# Exercise requirements
Can you pull out each line of the data below that includes the word "EmptyScript"?

# Data for the task
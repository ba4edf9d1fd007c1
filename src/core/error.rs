//! Errors raised by structural operations on the state tree.

use super::ids::{DataFlowId, OutcomeId, PortId, StateId, TransitionId};
use super::library::LibraryReference;
use crate::validation::TypeViolation;
use thiserror::Error;

/// Kind of element a [`StateError::NotFound`] refers to.
#[derive(Debug, Clone, PartialEq, Eq)]
pub enum ElementKind {
    Port,
    Outcome,
    State,
    Transition,
    DataFlow,
    ScopedVariable,
}

impl std::fmt::Display for ElementKind {
    fn fmt(&self, f: &mut std::fmt::Formatter<'_>) -> std::fmt::Result {
        let label = match self {
            Self::Port => "data port",
            Self::Outcome => "outcome",
            Self::State => "state",
            Self::Transition => "transition",
            Self::DataFlow => "data flow",
            Self::ScopedVariable => "scoped variable",
        };
        f.write_str(label)
    }
}

/// Errors from editing or constructing states.
///
/// Every operation returning one of these leaves the tree unchanged.
#[derive(Debug, Clone, Error, PartialEq)]
pub enum StateError {
    #[error("Name must have at least one character")]
    EmptyName,

    #[error("State '{state}' already has a data port with id {id}")]
    DuplicatePort { state: StateId, id: PortId },

    #[error("State '{state}' already has an outcome with {what}")]
    DuplicateOutcome { state: StateId, what: String },

    #[error("Container '{container}' already has a child with id '{id}'")]
    DuplicateState { container: StateId, id: StateId },

    #[error("No {kind} '{id}' in state '{state}'")]
    NotFound {
        state: StateId,
        kind: ElementKind,
        id: String,
    },

    #[error("Invariant violated: {0}")]
    InvariantViolation(String),

    #[error("Invalid transition: {0}")]
    InvalidTransition(String),

    #[error("Invalid data flow: {0}")]
    InvalidDataFlow(String),

    #[error("Type mismatch: {0}")]
    TypeMismatch(TypeViolation),

    #[error("Runtime data must be a mapping, got {0}")]
    MalformedData(String),

    #[error("State '{0}' is running; structural edits are not allowed")]
    StateActive(StateId),

    #[error("State '{0}' is not a container")]
    NotAContainer(StateId),

    #[error("State '{0}' already has a parent")]
    AlreadyParented(StateId),

    #[error("Library '{0}' could not be resolved")]
    LibraryNotFound(LibraryReference),
}

impl StateError {
    pub(crate) fn not_found(state: &str, kind: ElementKind, id: impl ToString) -> Self {
        Self::NotFound {
            state: state.to_string(),
            kind,
            id: id.to_string(),
        }
    }

    pub(crate) fn port_not_found(state: &str, id: PortId) -> Self {
        Self::not_found(state, ElementKind::Port, id)
    }

    pub(crate) fn outcome_not_found(state: &str, id: OutcomeId) -> Self {
        Self::not_found(state, ElementKind::Outcome, id)
    }

    pub(crate) fn transition_not_found(state: &str, id: TransitionId) -> Self {
        Self::not_found(state, ElementKind::Transition, id)
    }

    pub(crate) fn data_flow_not_found(state: &str, id: DataFlowId) -> Self {
        Self::not_found(state, ElementKind::DataFlow, id)
    }
}
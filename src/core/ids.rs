//! Identifier allocation for states, ports, outcomes, transitions and data flows.
//!
//! The allocator is an injectable service: clone it to share one id space
//! between several trees, or create a fresh one for an isolated sequence.

use parking_lot::Mutex;
use std::collections::HashSet;
use std::sync::atomic::{AtomicU64, Ordering};
use std::sync::Arc;
use uuid::Uuid;

/// Identifier of a state. Unique among the siblings of a container.
pub type StateId = String;

/// Identifier of a data port or scoped variable.
pub type PortId = u64;

/// Identifier of an outcome, unique within one state.
pub type OutcomeId = i32;

/// Identifier of a transition, unique within one container.
pub type TransitionId = u64;

/// Identifier of a data flow, unique within one container.
pub type DataFlowId = u64;

const STATE_ID_LENGTH: usize = 8;

/// How state ids are drawn.
#[derive(Debug, Clone, Copy, PartialEq, Eq)]
pub enum IdStrategy {
    /// Short uppercase ids derived from random uuids.
    Random,
    /// Deterministic `S1`, `S2`, ... ids for reproducible tests.
    Sequential,
}

#[derive(Debug)]
struct AllocatorInner {
    strategy: IdStrategy,
    state_counter: AtomicU64,
    port_counter: AtomicU64,
    transition_counter: AtomicU64,
    data_flow_counter: AtomicU64,
    issued_state_ids: Mutex<HashSet<StateId>>,
}

/// Thread-safe id allocator.
///
/// Ids handed out by one allocator (and all of its clones) are never
/// handed out twice during the allocator's lifetime.
///
/// # Example
///
/// ```rust
/// use statecraft::core::IdAllocator;
///
/// let ids = IdAllocator::sequential();
/// assert_eq!(ids.state_id(), "S1");
/// assert_eq!(ids.state_id(), "S2");
/// assert_ne!(ids.port_id(), ids.port_id());
/// ```
#[derive(Debug, Clone)]
pub struct IdAllocator {
    inner: Arc<AllocatorInner>,
}

impl Default for IdAllocator {
    fn default() -> Self {
        Self::new()
    }
}

impl IdAllocator {
    /// Create an allocator drawing random state ids.
    pub fn new() -> Self {
        Self::with_strategy(IdStrategy::Random)
    }

    /// Create an allocator drawing deterministic state ids.
    pub fn sequential() -> Self {
        Self::with_strategy(IdStrategy::Sequential)
    }

    pub fn with_strategy(strategy: IdStrategy) -> Self {
        Self {
            inner: Arc::new(AllocatorInner {
                strategy,
                state_counter: AtomicU64::new(0),
                port_counter: AtomicU64::new(0),
                transition_counter: AtomicU64::new(0),
                data_flow_counter: AtomicU64::new(0),
                issued_state_ids: Mutex::new(HashSet::new()),
            }),
        }
    }

    pub fn strategy(&self) -> IdStrategy {
        self.inner.strategy
    }

    /// Draw a fresh state id.
    pub fn state_id(&self) -> StateId {
        match self.inner.strategy {
            IdStrategy::Sequential => {
                let n = self.inner.state_counter.fetch_add(1, Ordering::Relaxed) + 1;
                let id = format!("S{n}");
                self.inner.issued_state_ids.lock().insert(id.clone());
                id
            }
            IdStrategy::Random => {
                let mut issued = self.inner.issued_state_ids.lock();
                loop {
                    let candidate = random_state_id();
                    if issued.insert(candidate.clone()) {
                        return candidate;
                    }
                }
            }
        }
    }

    /// Mark an externally supplied state id as used so it is never drawn.
    pub fn reserve_state_id(&self, id: &str) {
        self.inner.issued_state_ids.lock().insert(id.to_string());
    }

    pub fn port_id(&self) -> PortId {
        self.inner.port_counter.fetch_add(1, Ordering::Relaxed) + 1
    }

    /// Make sure the port counter never hands out `id` or anything below it.
    pub fn reserve_port_id(&self, id: PortId) {
        self.inner.port_counter.fetch_max(id, Ordering::Relaxed);
    }

    pub fn transition_id(&self) -> TransitionId {
        self.inner.transition_counter.fetch_add(1, Ordering::Relaxed) + 1
    }

    pub fn reserve_transition_id(&self, id: TransitionId) {
        self.inner.transition_counter.fetch_max(id, Ordering::Relaxed);
    }

    pub fn data_flow_id(&self) -> DataFlowId {
        self.inner.data_flow_counter.fetch_add(1, Ordering::Relaxed) + 1
    }

    pub fn reserve_data_flow_id(&self, id: DataFlowId) {
        self.inner.data_flow_counter.fetch_max(id, Ordering::Relaxed);
    }

    /// Smallest positive outcome id not contained in `used`.
    pub fn outcome_id<'a, I>(&self, used: I) -> OutcomeId
    where
        I: IntoIterator<Item = &'a OutcomeId>,
    {
        let used: HashSet<OutcomeId> = used.into_iter().copied().collect();
        (1..)
            .find(|candidate| !used.contains(candidate))
            .unwrap_or(OutcomeId::MAX)
    }
}

fn random_state_id() -> StateId {
    Uuid::new_v4()
        .as_bytes()
        .iter()
        .take(STATE_ID_LENGTH)
        .map(|byte| char::from(b'A' + byte % 26))
        .collect()
}
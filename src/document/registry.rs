//! Scripts looked up by key while decoding.

use crate::execution::Script;
use std::collections::HashMap;
use std::fmt;
use std::sync::Arc;

/// Scripts available to decoded execution states, by key.
#[derive(Clone, Default)]
pub struct ScriptRegistry {
    scripts: HashMap<String, Arc<dyn Script>>,
}

impl ScriptRegistry {
    pub fn new() -> Self {
        Self::default()
    }

    /// Add `script` under `key`, returning the registry for chaining.
    pub fn with(mut self, key: impl Into<String>, script: Arc<dyn Script>) -> Self {
        self.insert(key, script);
        self
    }

    pub fn insert(&mut self, key: impl Into<String>, script: Arc<dyn Script>) {
        self.scripts.insert(key.into(), script);
    }

    pub fn get(&self, key: &str) -> Option<Arc<dyn Script>> {
        self.scripts.get(key).cloned()
    }

    pub fn len(&self) -> usize {
        self.scripts.len()
    }

    pub fn is_empty(&self) -> bool {
        self.scripts.is_empty()
    }
}

impl fmt::Debug for ScriptRegistry {
    fn fmt(&self, f: &mut fmt::Formatter<'_>) -> fmt::Result {
        let mut keys: Vec<_> = self.scripts.keys().collect();
        keys.sort();
        f.debug_struct("ScriptRegistry").field("keys", &keys).finish()
    }
}
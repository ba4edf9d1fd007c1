//! Serializable description of a state tree.
//!
//! A [`StateDocument`] captures the structure of a tree: ids, names, ports,
//! outcomes, children and their wiring. Script bodies are not serializable;
//! execution states carry a script key that is looked up in a
//! [`ScriptRegistry`] when decoding. Library states carry their reference
//! and are resolved again on decode.
//!
//! # Example
//!
//! ```rust
//! use statecraft::builder::StateBuilder;
//! use statecraft::core::{IdAllocator, InMemoryLibrary};
//! use statecraft::document::{decode, encode, DecodeContext, ScriptRegistry};
//! use statecraft::execution::EmptyScript;
//! use std::sync::Arc;
//!
//! let ids = IdAllocator::new();
//! let root = StateBuilder::hierarchy("root")
//!     .child(StateBuilder::execution("A", Arc::new(EmptyScript)).script_key("noop"))
//!     .build(&ids)
//!     .unwrap();
//!
//! let json = encode(&root).to_json().unwrap();
//!
//! let scripts = ScriptRegistry::new().with("noop", Arc::new(EmptyScript));
//! let library = InMemoryLibrary::new();
//! let ctx = DecodeContext::new(IdAllocator::new(), &scripts, &library);
//! let restored = decode(&statecraft::document::StateDocument::from_json(&json).unwrap(), &ctx).unwrap();
//!
//! assert_eq!(restored.id(), root.id());
//! assert_eq!(restored.children().len(), 1);
//! ```

use crate::core::{
    Body, ContainerData, DataFlow, DataPort, ExecutionBody, IdAllocator, LibraryReference,
    LibraryResolver, Outcome, OutcomeId, PortId, State, StateData, StateError, StateId,
    StateKind, Transition, ABORTED, PREEMPTED,
};
use chrono::{DateTime, Utc};
use serde::{Deserialize, Serialize};
use std::collections::{BTreeMap, HashSet};
use std::sync::Arc;
use tracing::debug;
use uuid::Uuid;

pub mod error;
mod registry;

pub use error::DocumentError;
pub use registry::ScriptRegistry;

/// Version identifier for the document format
pub const DOCUMENT_VERSION: u32 = 1;

/// Serializable snapshot of a state tree.
#[derive(Clone, Debug, PartialEq, Serialize, Deserialize)]
pub struct StateDocument {
    /// Document format version
    pub version: u32,

    /// Unique document identifier
    pub id: String,

    /// When the document was created
    pub created_at: DateTime<Utc>,

    pub root: StateNode,
}

/// One state of a [`StateDocument`].
#[derive(Clone, Debug, PartialEq, Serialize, Deserialize)]
pub struct StateNode {
    pub id: StateId,
    pub kind: StateKind,
    pub name: String,
    #[serde(default, skip_serializing_if = "Option::is_none")]
    pub description: Option<String>,
    #[serde(default)]
    pub input_ports: Vec<DataPort>,
    #[serde(default)]
    pub output_ports: Vec<DataPort>,
    pub outcomes: Vec<Outcome>,
    #[serde(default, skip_serializing_if = "Option::is_none")]
    pub script_key: Option<String>,
    #[serde(default, skip_serializing_if = "Option::is_none")]
    pub library: Option<LibraryReference>,
    #[serde(default, skip_serializing_if = "Vec::is_empty")]
    pub children: Vec<StateNode>,
    #[serde(default, skip_serializing_if = "Option::is_none")]
    pub start_state: Option<StateId>,
    #[serde(default, skip_serializing_if = "Vec::is_empty")]
    pub transitions: Vec<Transition>,
    #[serde(default, skip_serializing_if = "Vec::is_empty")]
    pub data_flows: Vec<DataFlow>,
    #[serde(default, skip_serializing_if = "Vec::is_empty")]
    pub scoped_variables: Vec<DataPort>,
}

impl StateDocument {
    pub fn to_json(&self) -> Result<String, DocumentError> {
        serde_json::to_string_pretty(self)
            .map_err(|e| DocumentError::SerializationFailed(e.to_string()))
    }

    pub fn from_json(json: &str) -> Result<Self, DocumentError> {
        serde_json::from_str(json).map_err(|e| DocumentError::DeserializationFailed(e.to_string()))
    }
}

/// What decoding needs from the host.
pub struct DecodeContext<'a> {
    pub allocator: IdAllocator,
    pub scripts: &'a ScriptRegistry,
    pub resolver: &'a dyn LibraryResolver,
}

impl<'a> DecodeContext<'a> {
    pub fn new(
        allocator: IdAllocator,
        scripts: &'a ScriptRegistry,
        resolver: &'a dyn LibraryResolver,
    ) -> Self {
        Self {
            allocator,
            scripts,
            resolver,
        }
    }
}

/// Describe `state` and everything below it.
pub fn encode(state: &State) -> StateDocument {
    StateDocument {
        version: DOCUMENT_VERSION,
        id: Uuid::new_v4().to_string(),
        created_at: Utc::now(),
        root: encode_node(state),
    }
}

fn encode_node(state: &State) -> StateNode {
    let data = state.data.read();
    let mut node = StateNode {
        id: data.id.clone(),
        kind: state.kind(),
        name: data.name.clone(),
        description: data.description.clone(),
        input_ports: data.input_ports.values().cloned().collect(),
        output_ports: data.output_ports.values().cloned().collect(),
        outcomes: data.outcomes.values().cloned().collect(),
        script_key: None,
        library: None,
        children: Vec::new(),
        start_state: None,
        transitions: Vec::new(),
        data_flows: Vec::new(),
        scoped_variables: Vec::new(),
    };
    match &data.body {
        Body::Execution(body) => node.script_key = body.script_key.clone(),
        Body::Container(container) => {
            node.children = container.children.values().map(|c| encode_node(c)).collect();
            node.start_state = container.start_child_id.clone();
            node.transitions = container.transitions.values().cloned().collect();
            node.data_flows = container.data_flows.values().cloned().collect();
            node.scoped_variables = container.scoped_variables.values().cloned().collect();
        }
        Body::Library(library) => node.library = Some(library.reference.clone()),
    }
    node
}

/// Rebuild a tree from `document`.
pub fn decode(document: &StateDocument, ctx: &DecodeContext<'_>) -> Result<Arc<State>, DocumentError> {
    if document.version != DOCUMENT_VERSION {
        return Err(DocumentError::UnsupportedVersion {
            found: document.version,
            supported: DOCUMENT_VERSION,
        });
    }
    let state = decode_node(&document.root, ctx)?;
    debug!(document = %document.id, root = %state.id(), "state document decoded");
    Ok(state)
}

fn decode_node(node: &StateNode, ctx: &DecodeContext<'_>) -> Result<Arc<State>, DocumentError> {
    if node.name.is_empty() || node.id.is_empty() {
        return Err(StateError::EmptyName.into());
    }

    if node.kind == StateKind::Library {
        let reference = node.library.clone().ok_or_else(|| {
            StateError::InvariantViolation(format!("library state '{}' has no reference", node.id))
        })?;
        let state = State::library_with_id(
            Some(node.id.clone()),
            node.name.clone(),
            reference,
            ctx.resolver,
            &ctx.allocator,
        )?;
        if let Some(description) = &node.description {
            state.set_description(description.clone())?;
        }
        return Ok(state);
    }

    let mut seen_ports = HashSet::new();
    let body = match node.kind {
        StateKind::Execution => {
            let key = node
                .script_key
                .clone()
                .ok_or_else(|| DocumentError::MissingScriptKey(node.id.clone()))?;
            let script = ctx
                .scripts
                .get(&key)
                .ok_or_else(|| DocumentError::UnknownScript(key.clone()))?;
            Body::Execution(ExecutionBody {
                script,
                script_key: Some(key),
            })
        }
        _ => Body::Container(ContainerData {
            scoped_variables: port_map(&node.id, &node.scoped_variables, &mut seen_ports)?,
            ..ContainerData::default()
        }),
    };

    let mut data = StateData::new(node.id.clone(), node.name.clone(), body);
    data.description = node.description.clone();
    data.input_ports = port_map(&node.id, &node.input_ports, &mut seen_ports)?;
    data.output_ports = port_map(&node.id, &node.output_ports, &mut seen_ports)?;
    data.outcomes = outcome_map(&node.id, &node.outcomes)?;
    let state = State::from_parts(node.kind, data, ctx.allocator.clone());

    if node.kind.is_container() {
        for child in &node.children {
            state.add_state(decode_node(child, ctx)?)?;
        }
        state.restore_start_state(node.start_state.as_deref())?;
        for transition in &node.transitions {
            state.insert_transition(transition)?;
        }
        for flow in &node.data_flows {
            state.insert_data_flow(flow)?;
        }
    }
    Ok(state)
}

fn port_map(
    state: &str,
    ports: &[DataPort],
    seen: &mut HashSet<PortId>,
) -> Result<BTreeMap<PortId, DataPort>, StateError> {
    ports
        .iter()
        .map(|port| {
            if !seen.insert(port.id) {
                return Err(StateError::DuplicatePort {
                    state: state.to_string(),
                    id: port.id,
                });
            }
            Ok((port.id, port.clone()))
        })
        .collect()
}

fn outcome_map(state: &str, outcomes: &[Outcome]) -> Result<BTreeMap<OutcomeId, Outcome>, StateError> {
    let mut map = BTreeMap::new();
    for outcome in outcomes {
        if map.values().any(|o: &Outcome| o.name == outcome.name) || map.contains_key(&outcome.id) {
            return Err(StateError::DuplicateOutcome {
                state: state.to_string(),
                what: format!("{outcome}"),
            });
        }
        map.insert(outcome.id, outcome.clone());
    }
    for required in [ABORTED, PREEMPTED] {
        if !map.contains_key(&required) {
            return Err(StateError::InvariantViolation(format!(
                "state '{state}' lacks outcome {required}"
            )));
        }
    }
    Ok(map)
}

#[cfg(test)]
mod tests {
    use super::*;
    use crate::builder::{StateBuilder, SELF};
    use crate::core::{DataType, InMemoryLibrary, SUCCESS};
    use crate::execution::{EmptyScript, Script};

    fn noop() -> Arc<dyn Script> {
        Arc::new(EmptyScript)
    }

    fn sample(ids: &IdAllocator) -> Arc<State> {
        StateBuilder::hierarchy("root")
            .description("sample tree")
            .input("n", DataType::Int, None)
            .output("result", DataType::Int, None)
            .scoped_variable("seen", DataType::Int, Some(serde_json::json!(0)))
            .child(
                StateBuilder::execution("A", noop())
                    .script_key("noop")
                    .input("x", DataType::Int, None)
                    .output("y", DataType::Int, None)
                    .outcome("retry"),
            )
            .child(StateBuilder::execution("B", noop()).script_key("noop"))
            .transition("A", "success", "B")
            .exit("B", "success", "success")
            .data_flow(SELF, "n", "A", "x")
            .data_flow("A", "y", SELF, "result")
            .build(ids)
            .unwrap()
    }

    #[test]
    fn decoded_tree_matches_original() {
        let ids = IdAllocator::sequential();
        let root = sample(&ids);
        let document = encode(&root);

        let scripts = ScriptRegistry::new().with("noop", noop());
        let library = InMemoryLibrary::new();
        let ctx = DecodeContext::new(IdAllocator::sequential(), &scripts, &library);
        let restored = decode(&document, &ctx).unwrap();

        assert_eq!(encode(&restored).root, document.root);
        assert_eq!(restored.description().as_deref(), Some("sample tree"));
        let a = restored.child(&root.start_state_id().unwrap()).unwrap();
        assert_eq!(a.script_key().as_deref(), Some("noop"));
        assert!(Arc::ptr_eq(&a.parent().unwrap(), &restored));
    }

    #[test]
    fn json_round_trip_preserves_document() {
        let ids = IdAllocator::sequential();
        let document = encode(&sample(&ids));
        let json = document.to_json().unwrap();
        assert_eq!(StateDocument::from_json(&json).unwrap(), document);
    }

    #[test]
    fn unsupported_version_is_rejected() {
        let ids = IdAllocator::sequential();
        let mut document = encode(&sample(&ids));
        document.version = DOCUMENT_VERSION + 1;

        let scripts = ScriptRegistry::new();
        let library = InMemoryLibrary::new();
        let ctx = DecodeContext::new(IdAllocator::sequential(), &scripts, &library);
        assert!(matches!(
            decode(&document, &ctx),
            Err(DocumentError::UnsupportedVersion { .. })
        ));
    }

    #[test]
    fn unknown_script_key_is_reported() {
        let ids = IdAllocator::sequential();
        let document = encode(&sample(&ids));
        let scripts = ScriptRegistry::new();
        let library = InMemoryLibrary::new();
        let ctx = DecodeContext::new(IdAllocator::sequential(), &scripts, &library);
        assert!(matches!(
            decode(&document, &ctx),
            Err(DocumentError::UnknownScript(key)) if key == "noop"
        ));
    }

    #[test]
    fn dangling_transition_is_invalid() {
        let ids = IdAllocator::sequential();
        let mut document = encode(&sample(&ids));
        document.root.transitions[0].to_state = "nowhere".into();

        let scripts = ScriptRegistry::new().with("noop", noop());
        let library = InMemoryLibrary::new();
        let ctx = DecodeContext::new(IdAllocator::sequential(), &scripts, &library);
        assert!(matches!(
            decode(&document, &ctx),
            Err(DocumentError::Invalid(StateError::InvalidTransition(_)))
        ));
    }

    #[test]
    fn missing_terminal_outcome_is_invalid() {
        let ids = IdAllocator::sequential();
        let mut document = encode(&sample(&ids));
        document.root.outcomes.retain(|o| o.id != PREEMPTED);

        let scripts = ScriptRegistry::new().with("noop", noop());
        let library = InMemoryLibrary::new();
        let ctx = DecodeContext::new(IdAllocator::sequential(), &scripts, &library);
        assert!(matches!(
            decode(&document, &ctx),
            Err(DocumentError::Invalid(StateError::InvariantViolation(_)))
        ));
    }

    #[test]
    fn library_states_are_resolved_again() {
        let ids = IdAllocator::sequential();
        let library = Arc::new(InMemoryLibrary::new());
        let reference = LibraryReference::new("generic", "noop", "1");
        library.register(
            reference.clone(),
            StateBuilder::execution("noop", noop())
                .script_key("noop")
                .build(&ids)
                .unwrap(),
        );
        let state = StateBuilder::library("lib", reference.clone(), library.clone())
            .build(&ids)
            .unwrap();
        let document = encode(&state);
        assert_eq!(document.root.library, Some(reference));

        let scripts = ScriptRegistry::new();
        let ctx = DecodeContext::new(IdAllocator::sequential(), &scripts, library.as_ref());
        let restored = decode(&document, &ctx).unwrap();
        assert_eq!(restored.id(), state.id());
        assert!(restored.outcome(SUCCESS).is_some());

        let empty = InMemoryLibrary::new();
        let ctx = DecodeContext::new(IdAllocator::sequential(), &scripts, &empty);
        assert!(matches!(
            decode(&document, &ctx),
            Err(DocumentError::Invalid(StateError::LibraryNotFound(_)))
        ));
    }
}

# Result for this exercise
//! use statecraft::execution::EmptyScript;
//!     .child(StateBuilder::execution("A", Arc::new(EmptyScript)).script_key("noop"))
//! let scripts = ScriptRegistry::new().with("noop", Arc::new(EmptyScript));
    use crate::execution::{EmptyScript, Script};
        Arc::new(EmptyScript)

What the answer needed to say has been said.